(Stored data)
□ □ □ □ □

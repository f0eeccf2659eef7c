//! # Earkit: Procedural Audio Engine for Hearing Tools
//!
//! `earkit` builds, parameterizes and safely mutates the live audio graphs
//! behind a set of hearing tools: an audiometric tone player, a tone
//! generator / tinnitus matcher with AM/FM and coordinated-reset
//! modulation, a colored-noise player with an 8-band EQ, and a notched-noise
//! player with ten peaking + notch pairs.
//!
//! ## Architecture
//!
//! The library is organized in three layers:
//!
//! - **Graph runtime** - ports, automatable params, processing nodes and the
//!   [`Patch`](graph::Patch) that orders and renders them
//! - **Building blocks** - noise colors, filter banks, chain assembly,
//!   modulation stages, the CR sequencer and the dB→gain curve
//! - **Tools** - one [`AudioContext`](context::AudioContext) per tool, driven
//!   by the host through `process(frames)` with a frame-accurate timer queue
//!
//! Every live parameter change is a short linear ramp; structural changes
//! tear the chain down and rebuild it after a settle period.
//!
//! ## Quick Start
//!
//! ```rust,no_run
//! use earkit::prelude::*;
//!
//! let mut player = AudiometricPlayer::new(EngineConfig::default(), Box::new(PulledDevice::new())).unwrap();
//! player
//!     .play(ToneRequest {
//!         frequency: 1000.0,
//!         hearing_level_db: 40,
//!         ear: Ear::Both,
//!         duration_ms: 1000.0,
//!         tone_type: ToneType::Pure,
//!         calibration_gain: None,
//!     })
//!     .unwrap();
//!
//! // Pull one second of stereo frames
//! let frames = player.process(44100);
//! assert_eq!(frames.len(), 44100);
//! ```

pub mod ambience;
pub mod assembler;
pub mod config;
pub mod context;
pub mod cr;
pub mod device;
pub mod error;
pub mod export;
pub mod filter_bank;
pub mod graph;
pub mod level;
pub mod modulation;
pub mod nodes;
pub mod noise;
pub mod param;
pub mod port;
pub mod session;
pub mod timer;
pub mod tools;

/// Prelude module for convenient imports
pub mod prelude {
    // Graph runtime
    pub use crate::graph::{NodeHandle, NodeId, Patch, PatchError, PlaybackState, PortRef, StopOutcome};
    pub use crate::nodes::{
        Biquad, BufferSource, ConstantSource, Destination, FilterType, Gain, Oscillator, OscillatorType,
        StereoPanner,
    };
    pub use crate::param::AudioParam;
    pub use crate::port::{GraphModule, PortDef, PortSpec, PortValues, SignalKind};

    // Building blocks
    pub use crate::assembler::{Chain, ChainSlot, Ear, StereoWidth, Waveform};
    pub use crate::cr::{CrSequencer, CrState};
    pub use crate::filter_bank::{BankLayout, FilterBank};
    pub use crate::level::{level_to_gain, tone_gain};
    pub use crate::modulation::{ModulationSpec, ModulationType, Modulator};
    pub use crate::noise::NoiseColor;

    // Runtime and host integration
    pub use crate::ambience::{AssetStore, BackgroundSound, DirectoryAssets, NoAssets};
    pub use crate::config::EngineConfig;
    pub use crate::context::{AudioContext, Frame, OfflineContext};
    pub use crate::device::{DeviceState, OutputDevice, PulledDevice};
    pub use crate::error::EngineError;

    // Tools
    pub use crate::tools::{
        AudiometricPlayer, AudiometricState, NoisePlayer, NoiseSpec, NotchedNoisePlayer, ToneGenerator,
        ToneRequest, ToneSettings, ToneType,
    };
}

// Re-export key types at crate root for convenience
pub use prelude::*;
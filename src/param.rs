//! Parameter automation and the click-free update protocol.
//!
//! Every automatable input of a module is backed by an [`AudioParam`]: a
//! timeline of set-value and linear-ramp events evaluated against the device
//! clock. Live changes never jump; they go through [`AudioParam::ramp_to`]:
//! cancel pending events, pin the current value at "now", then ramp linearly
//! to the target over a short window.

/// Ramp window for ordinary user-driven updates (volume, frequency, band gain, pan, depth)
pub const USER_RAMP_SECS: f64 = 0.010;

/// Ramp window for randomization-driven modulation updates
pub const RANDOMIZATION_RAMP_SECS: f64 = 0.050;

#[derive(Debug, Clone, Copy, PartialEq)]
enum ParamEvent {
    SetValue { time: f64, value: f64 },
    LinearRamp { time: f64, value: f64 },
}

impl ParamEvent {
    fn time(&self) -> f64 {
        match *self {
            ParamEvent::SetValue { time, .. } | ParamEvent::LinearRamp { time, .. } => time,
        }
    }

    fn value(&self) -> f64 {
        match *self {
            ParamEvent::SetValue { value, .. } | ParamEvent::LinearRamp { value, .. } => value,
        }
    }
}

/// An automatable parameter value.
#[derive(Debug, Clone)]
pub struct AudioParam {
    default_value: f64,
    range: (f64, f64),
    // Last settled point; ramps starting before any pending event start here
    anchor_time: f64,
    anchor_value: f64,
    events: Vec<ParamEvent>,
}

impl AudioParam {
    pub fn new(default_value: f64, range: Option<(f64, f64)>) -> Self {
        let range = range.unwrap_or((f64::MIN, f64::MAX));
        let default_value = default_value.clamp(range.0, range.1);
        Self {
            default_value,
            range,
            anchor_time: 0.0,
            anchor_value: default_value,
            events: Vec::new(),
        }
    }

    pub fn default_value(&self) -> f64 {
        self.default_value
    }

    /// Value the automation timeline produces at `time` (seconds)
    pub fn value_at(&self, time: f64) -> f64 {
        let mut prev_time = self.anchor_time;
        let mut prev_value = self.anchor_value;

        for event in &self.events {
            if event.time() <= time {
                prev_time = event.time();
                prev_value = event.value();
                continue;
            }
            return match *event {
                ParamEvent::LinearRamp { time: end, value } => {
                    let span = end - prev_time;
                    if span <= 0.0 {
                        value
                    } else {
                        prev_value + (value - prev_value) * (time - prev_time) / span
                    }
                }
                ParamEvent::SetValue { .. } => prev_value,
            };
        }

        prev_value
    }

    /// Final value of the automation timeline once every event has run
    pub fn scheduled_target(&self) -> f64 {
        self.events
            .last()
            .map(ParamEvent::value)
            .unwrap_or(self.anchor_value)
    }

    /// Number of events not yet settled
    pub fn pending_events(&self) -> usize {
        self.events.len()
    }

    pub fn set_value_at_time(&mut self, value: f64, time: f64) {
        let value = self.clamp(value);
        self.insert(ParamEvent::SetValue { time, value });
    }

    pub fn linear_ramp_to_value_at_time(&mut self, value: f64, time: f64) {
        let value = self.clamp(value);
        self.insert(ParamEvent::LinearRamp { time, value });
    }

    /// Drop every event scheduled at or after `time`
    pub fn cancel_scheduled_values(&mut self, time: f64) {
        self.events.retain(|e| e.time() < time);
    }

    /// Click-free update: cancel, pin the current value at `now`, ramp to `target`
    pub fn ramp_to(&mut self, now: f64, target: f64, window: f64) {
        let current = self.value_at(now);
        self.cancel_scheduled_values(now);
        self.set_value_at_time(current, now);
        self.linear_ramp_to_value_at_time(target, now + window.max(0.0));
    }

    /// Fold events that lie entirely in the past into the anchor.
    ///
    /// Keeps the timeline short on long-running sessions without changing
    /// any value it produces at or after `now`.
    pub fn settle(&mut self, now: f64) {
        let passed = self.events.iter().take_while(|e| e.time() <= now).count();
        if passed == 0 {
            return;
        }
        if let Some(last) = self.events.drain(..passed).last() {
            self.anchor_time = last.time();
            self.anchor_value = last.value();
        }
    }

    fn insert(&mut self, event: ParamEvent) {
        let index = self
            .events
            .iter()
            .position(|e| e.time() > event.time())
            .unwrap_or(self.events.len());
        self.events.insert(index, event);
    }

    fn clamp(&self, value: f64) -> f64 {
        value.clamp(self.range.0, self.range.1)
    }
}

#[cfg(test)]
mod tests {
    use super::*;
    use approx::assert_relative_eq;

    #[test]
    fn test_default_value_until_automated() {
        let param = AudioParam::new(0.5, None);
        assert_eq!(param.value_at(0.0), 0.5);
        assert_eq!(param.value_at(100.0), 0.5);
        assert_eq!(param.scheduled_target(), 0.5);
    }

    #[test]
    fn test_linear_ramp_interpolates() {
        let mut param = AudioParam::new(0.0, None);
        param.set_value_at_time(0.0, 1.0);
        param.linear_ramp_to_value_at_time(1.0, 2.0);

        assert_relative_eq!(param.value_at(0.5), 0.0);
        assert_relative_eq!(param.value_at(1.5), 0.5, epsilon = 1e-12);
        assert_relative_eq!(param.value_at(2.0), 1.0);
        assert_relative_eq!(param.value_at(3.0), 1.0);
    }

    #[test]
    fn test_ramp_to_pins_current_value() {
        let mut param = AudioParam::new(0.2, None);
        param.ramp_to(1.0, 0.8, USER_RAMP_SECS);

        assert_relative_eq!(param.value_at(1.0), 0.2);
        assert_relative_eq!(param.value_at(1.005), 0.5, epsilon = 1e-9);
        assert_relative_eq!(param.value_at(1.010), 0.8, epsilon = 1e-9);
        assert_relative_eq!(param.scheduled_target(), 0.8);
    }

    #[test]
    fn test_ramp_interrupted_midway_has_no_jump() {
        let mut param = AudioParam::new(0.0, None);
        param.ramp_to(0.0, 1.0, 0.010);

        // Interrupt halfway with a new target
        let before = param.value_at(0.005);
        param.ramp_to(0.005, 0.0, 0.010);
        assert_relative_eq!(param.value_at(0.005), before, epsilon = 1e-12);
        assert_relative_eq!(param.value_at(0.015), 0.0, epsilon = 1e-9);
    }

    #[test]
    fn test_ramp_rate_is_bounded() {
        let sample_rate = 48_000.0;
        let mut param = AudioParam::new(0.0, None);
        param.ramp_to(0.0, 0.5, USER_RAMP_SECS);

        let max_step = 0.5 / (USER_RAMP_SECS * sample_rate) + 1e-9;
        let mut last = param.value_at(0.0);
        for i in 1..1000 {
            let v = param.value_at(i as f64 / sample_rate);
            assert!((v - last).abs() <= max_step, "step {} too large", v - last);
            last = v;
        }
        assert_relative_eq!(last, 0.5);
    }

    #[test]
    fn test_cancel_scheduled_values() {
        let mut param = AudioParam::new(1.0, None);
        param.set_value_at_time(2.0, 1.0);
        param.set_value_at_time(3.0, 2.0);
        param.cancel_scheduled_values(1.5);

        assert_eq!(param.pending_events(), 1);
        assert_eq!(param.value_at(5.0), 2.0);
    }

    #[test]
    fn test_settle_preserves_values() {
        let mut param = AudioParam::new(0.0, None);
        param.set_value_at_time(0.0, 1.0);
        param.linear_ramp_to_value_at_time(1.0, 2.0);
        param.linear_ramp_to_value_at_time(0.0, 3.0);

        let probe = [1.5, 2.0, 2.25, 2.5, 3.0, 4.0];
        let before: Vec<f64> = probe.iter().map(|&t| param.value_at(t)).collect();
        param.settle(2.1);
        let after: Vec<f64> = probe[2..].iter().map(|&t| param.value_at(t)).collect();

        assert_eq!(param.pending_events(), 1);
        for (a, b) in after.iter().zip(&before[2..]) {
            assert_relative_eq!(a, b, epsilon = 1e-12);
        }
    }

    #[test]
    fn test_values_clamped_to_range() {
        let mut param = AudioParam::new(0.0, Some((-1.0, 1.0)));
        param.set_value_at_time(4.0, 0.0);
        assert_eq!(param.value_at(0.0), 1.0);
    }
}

□ □ □ □ □

• _Your goal_
What you return must be the lines above that run from the line with "live audio graphs" to the line with "pub mod noise;", inclusive, each copied exactly.

• _Result for this exercise_
//! `earkit` builds, parameterizes and safely mutates the live audio graphs
//! behind a set of hearing tools: an audiometric tone player, a tone
//! generator / tinnitus matcher with AM/FM and coordinated-reset
//! modulation, a colored-noise player with an 8-band EQ, and a notched-noise
//! player with ten peaking + notch pairs.
//!
//! ## Architecture
//!
//! The library is organized in three layers:
//!
//! - **Graph runtime** - ports, automatable params, processing nodes and the
//!   [`Patch`](graph::Patch) that orders and renders them
//! - **Building blocks** - noise colors, filter banks, chain assembly,
//!   modulation stages, the CR sequencer and the dB→gain curve
//! - **Tools** - one [`AudioContext`](context::AudioContext) per tool, driven
//!   by the host through `process(frames)` with a frame-accurate timer queue
//!
//! Every live parameter change is a short linear ramp; structural changes
//! tear the chain down and rebuild it after a settle period.
//!
//! ## Quick Start
//!
//! ```rust,no_run
//! use earkit::prelude::*;
//!
//! let mut player = AudiometricPlayer::new(EngineConfig::default(), Box::new(PulledDevice::new())).unwrap();
//! player
//!     .play(ToneRequest {
//!         frequency: 1000.0,
//!         hearing_level_db: 40,
//!         ear: Ear::Both,
//!         duration_ms: 1000.0,
//!         tone_type: ToneType::Pure,
//!         calibration_gain: None,
//!     })
//!     .unwrap();
//!
//! // Pull one second of stereo frames
//! let frames = player.process(44100);
//! assert_eq!(frames.len(), 44100);
//! ```

pub mod ambience;
pub mod assembler;
pub mod config;
pub mod context;
pub mod cr;
pub mod device;
pub mod error;
pub mod export;
pub mod filter_bank;
pub mod graph;
pub mod level;
pub mod modulation;
pub mod nodes;
pub mod noise;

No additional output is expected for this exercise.